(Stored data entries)
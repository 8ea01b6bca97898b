//! History-backed game engine.
//!
//! The engine keeps every board snapshot since the start of the game and a
//! cursor selecting the one on display. Moves are made from the displayed
//! snapshot; making a move from an earlier snapshot discards everything
//! after it and starts a new branch.
//!
//! Invalid actions are ignored rather than reported: `apply_move`,
//! `jump_to` and `reset` return nothing, and a rejected call leaves the
//! engine exactly as it was. Use [`Game::validate_move`] and
//! [`Game::validate_jump`] to find out in advance whether an action would
//! be accepted.

use super::action::{Move, MoveRejection};
use super::contracts::{self, Contract, JumpContract, MoveContract};
use super::phases::{Outcome, Status};
use super::rules::{self, Evaluation};
use super::{Board, Player, Position, Square};
use tracing::{debug, info, instrument};

/// Tic-tac-toe game with a jumpable, branching move history.
#[derive(Debug, Clone, PartialEq, Eq)]
pub struct Game {
    /// Snapshots from the empty board up to the latest move.
    pub(crate) history: Vec<Board>,
    /// Index of the displayed snapshot.
    pub(crate) cursor: usize,
}

impl Game {
    /// Creates a game at the empty board.
    #[instrument]
    pub fn new() -> Self {
        Self {
            history: vec![Board::new()],
            cursor: 0,
        }
    }

    /// The displayed snapshot.
    pub fn current(&self) -> &Board {
        &self.history[self.cursor]
    }

    /// All snapshots, starting with the empty board.
    pub fn history(&self) -> &[Board] {
        &self.history
    }

    /// Number of snapshots in the history (always at least 1).
    pub fn history_len(&self) -> usize {
        self.history.len()
    }

    /// Index of the displayed snapshot.
    pub fn cursor(&self) -> usize {
        self.cursor
    }

    /// Returns true when the latest snapshot is on display.
    pub fn is_at_latest(&self) -> bool {
        self.cursor + 1 == self.history.len()
    }

    /// Player whose turn it is at the displayed snapshot.
    pub fn to_move(&self) -> Player {
        Player::for_move_count(self.cursor)
    }

    /// Evaluates the displayed snapshot.
    pub fn evaluation(&self) -> Evaluation {
        rules::evaluate(self.current())
    }

    /// Status of the displayed snapshot.
    pub fn status(&self) -> Status {
        match self.evaluation() {
            Evaluation::Won(win) => Status::Winner(win.player),
            Evaluation::Draw => Status::Draw,
            Evaluation::InProgress => Status::NextPlayer(self.to_move()),
        }
    }

    /// Outcome of the displayed snapshot, if it is terminal.
    pub fn outcome(&self) -> Option<Outcome> {
        self.status().outcome()
    }

    /// Returns true when the displayed snapshot is won or drawn.
    pub fn is_over(&self) -> bool {
        self.evaluation().is_terminal()
    }

    /// Winning line on the displayed snapshot, for highlighting.
    pub fn winning_line(&self) -> Option<[Position; 3]> {
        self.evaluation().win().map(|win| win.line)
    }

    /// Checks whether a move at `index` would be accepted.
    ///
    /// Returns the player who would make the move.
    pub fn validate_move(&self, index: usize) -> Result<Player, MoveRejection> {
        MoveContract::pre(self, &index)?;
        Ok(self.to_move())
    }

    /// Checks whether a jump to history entry `index` would be accepted.
    pub fn validate_jump(&self, index: usize) -> Result<(), MoveRejection> {
        JumpContract::pre(self, &index)
    }

    /// Places the current player's mark at cell `index` (0-8).
    ///
    /// Ignored when the displayed snapshot is won or drawn, when `index` is
    /// off the board, or when the cell is occupied. Otherwise every snapshot
    /// after the cursor is dropped, the new snapshot is appended and the
    /// cursor moves onto it.
    #[instrument(skip(self), fields(cursor = self.cursor, history_len = self.history.len()))]
    pub fn apply_move(&mut self, index: usize) {
        if let Err(reason) = MoveContract::pre(self, &index) {
            debug!(%reason, "Move ignored");
            return;
        }
        let Some(position) = Position::from_index(index) else {
            return;
        };

        #[cfg(debug_assertions)]
        let before = self.clone();

        let player = self.to_move();
        let next = self.current().with_mark(position, player);
        let discarded = self.history.len() - (self.cursor + 1);
        self.history.truncate(self.cursor + 1);
        self.history.push(next);
        self.cursor += 1;

        info!(%player, %position, discarded, "Move applied");
        debug!(board = %self.current().display(), status = %self.status(), "Board after move");

        #[cfg(debug_assertions)]
        contracts::verify::<MoveContract, usize>(&before, self);
    }

    /// Places the current player's mark at `position`.
    ///
    /// Same rules as [`Game::apply_move`].
    pub fn place(&mut self, position: Position) {
        self.apply_move(position.to_index());
    }

    /// Moves the cursor to history entry `index` without touching the history.
    ///
    /// Ignored when the entry does not exist.
    #[instrument(skip(self), fields(cursor = self.cursor, history_len = self.history.len()))]
    pub fn jump_to(&mut self, index: usize) {
        if let Err(reason) = JumpContract::pre(self, &index) {
            debug!(%reason, "Jump ignored");
            return;
        }

        #[cfg(debug_assertions)]
        let before = self.clone();

        self.cursor = index;
        debug!(status = %self.status(), "Jumped");

        #[cfg(debug_assertions)]
        contracts::verify::<JumpContract, usize>(&before, self);
    }

    /// Discards all moves and returns to the empty board.
    #[instrument(skip(self), fields(history_len = self.history.len()))]
    pub fn reset(&mut self) {
        self.history.clear();
        self.history.push(Board::new());
        self.cursor = 0;
        info!("Game reset");
        contracts::assert_invariants(self);
    }

    /// The move that produced history entry `index`.
    ///
    /// Entry 0 (the empty board) and entries past the end have no move.
    pub fn move_at(&self, index: usize) -> Option<Move> {
        let before = self.history.get(index.checked_sub(1)?)?;
        let after = self.history.get(index)?;
        Position::ALL.iter().find_map(|&pos| {
            match (before.get(pos), after.get(pos)) {
                (Square::Empty, Square::Occupied(player)) => Some(Move::new(player, pos)),
                _ => None,
            }
        })
    }

    /// The move that produced the displayed snapshot.
    pub fn last_move(&self) -> Option<Move> {
        self.move_at(self.cursor)
    }

    /// One entry per snapshot, for rendering a move list.
    pub fn entries(&self) -> Vec<HistoryEntry> {
        (0..self.history.len())
            .map(|index| HistoryEntry {
                index,
                is_current: index == self.cursor,
                played: self.move_at(index),
            })
            .collect()
    }
}

impl Default for Game {
    fn default() -> Self {
        Self::new()
    }
}

/// One line of the move list.
#[derive(Debug, Clone, Copy, PartialEq, Eq)]
pub struct HistoryEntry {
    /// History index this entry jumps to.
    pub index: usize,
    /// Whether this entry is the displayed snapshot.
    pub is_current: bool,
    /// The move that produced this entry (`None` for the game start).
    pub played: Option<Move>,
}

impl HistoryEntry {
    /// Button text for the entry.
    pub fn label(&self) -> String {
        if self.index == 0 {
            "Go to game start".to_string()
        } else {
            format!("Go to move #{}", self.index)
        }
    }
}

impl std::fmt::Display for HistoryEntry {
    fn fmt(&self, f: &mut std::fmt::Formatter<'_>) -> std::fmt::Result {
        write!(f, "{}", self.label())?;
        if self.is_current {
            write!(f, " (current)")?;
        }
        Ok(())
    }
}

_What you have to do_: Copy all lines from the entries that contain the word "push".

_Output for this task_:
        self.history.push(next);
        self.history.push(Board::new());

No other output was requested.